START PROVIDED DATA

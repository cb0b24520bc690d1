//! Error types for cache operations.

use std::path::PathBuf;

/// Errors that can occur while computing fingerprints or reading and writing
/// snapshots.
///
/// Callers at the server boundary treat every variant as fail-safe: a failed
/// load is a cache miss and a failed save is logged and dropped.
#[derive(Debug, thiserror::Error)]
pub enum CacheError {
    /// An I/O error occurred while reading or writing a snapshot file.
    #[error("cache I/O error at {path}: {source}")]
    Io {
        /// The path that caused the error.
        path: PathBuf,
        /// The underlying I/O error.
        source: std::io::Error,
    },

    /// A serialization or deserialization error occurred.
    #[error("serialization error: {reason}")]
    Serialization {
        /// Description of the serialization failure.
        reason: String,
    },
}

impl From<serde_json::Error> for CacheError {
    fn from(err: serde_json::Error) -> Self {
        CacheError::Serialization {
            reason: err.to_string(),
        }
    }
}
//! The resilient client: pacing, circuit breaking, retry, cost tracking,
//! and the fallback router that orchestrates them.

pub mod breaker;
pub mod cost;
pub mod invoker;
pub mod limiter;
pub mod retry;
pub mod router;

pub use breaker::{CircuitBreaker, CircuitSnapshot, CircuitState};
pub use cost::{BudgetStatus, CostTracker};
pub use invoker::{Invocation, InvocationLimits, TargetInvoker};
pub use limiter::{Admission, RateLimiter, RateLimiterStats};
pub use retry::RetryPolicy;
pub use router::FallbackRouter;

END PROVIDED DATA

_ACTIVITY_. Each and every entry needs to be repeated exactly.

_TASK RESPONSE_.
repository cb0b24520bc690d1
//! Error types for cache operations.

use std::path::PathBuf;

/// Errors that can occur while computing fingerprints or reading and writing
/// snapshots.
///
/// Callers at the server boundary treat every variant as fail-safe: a failed
/// load is a cache miss and a failed save is logged and dropped.
#[derive(Debug, thiserror::Error)]
pub enum CacheError {
    /// An I/O error occurred while reading or writing a snapshot file.
    #[error("cache I/O error at {path}: {source}")]
    Io {
        /// The path that caused the error.
        path: PathBuf,
        /// The underlying I/O error.
        source: std::io::Error,
    },

    /// A serialization or deserialization error occurred.
    #[error("serialization error: {reason}")]
    Serialization {
        /// Description of the serialization failure.
        reason: String,
    },
}

impl From<serde_json::Error> for CacheError {
    fn from(err: serde_json::Error) -> Self {
        CacheError::Serialization {
            reason: err.to_string(),
        }
    }
}
//! The resilient client: pacing, circuit breaking, retry, cost tracking,
//! and the fallback router that orchestrates them.

pub mod breaker;
pub mod cost;
pub mod invoker;
pub mod limiter;
pub mod retry;
pub mod router;

pub use breaker::{CircuitBreaker, CircuitSnapshot, CircuitState};
pub use cost::{BudgetStatus, CostTracker};
pub use invoker::{Invocation, InvocationLimits, TargetInvoker};
pub use limiter::{Admission, RateLimiter, RateLimiterStats};
pub use retry::RetryPolicy;
pub use router::FallbackRouter;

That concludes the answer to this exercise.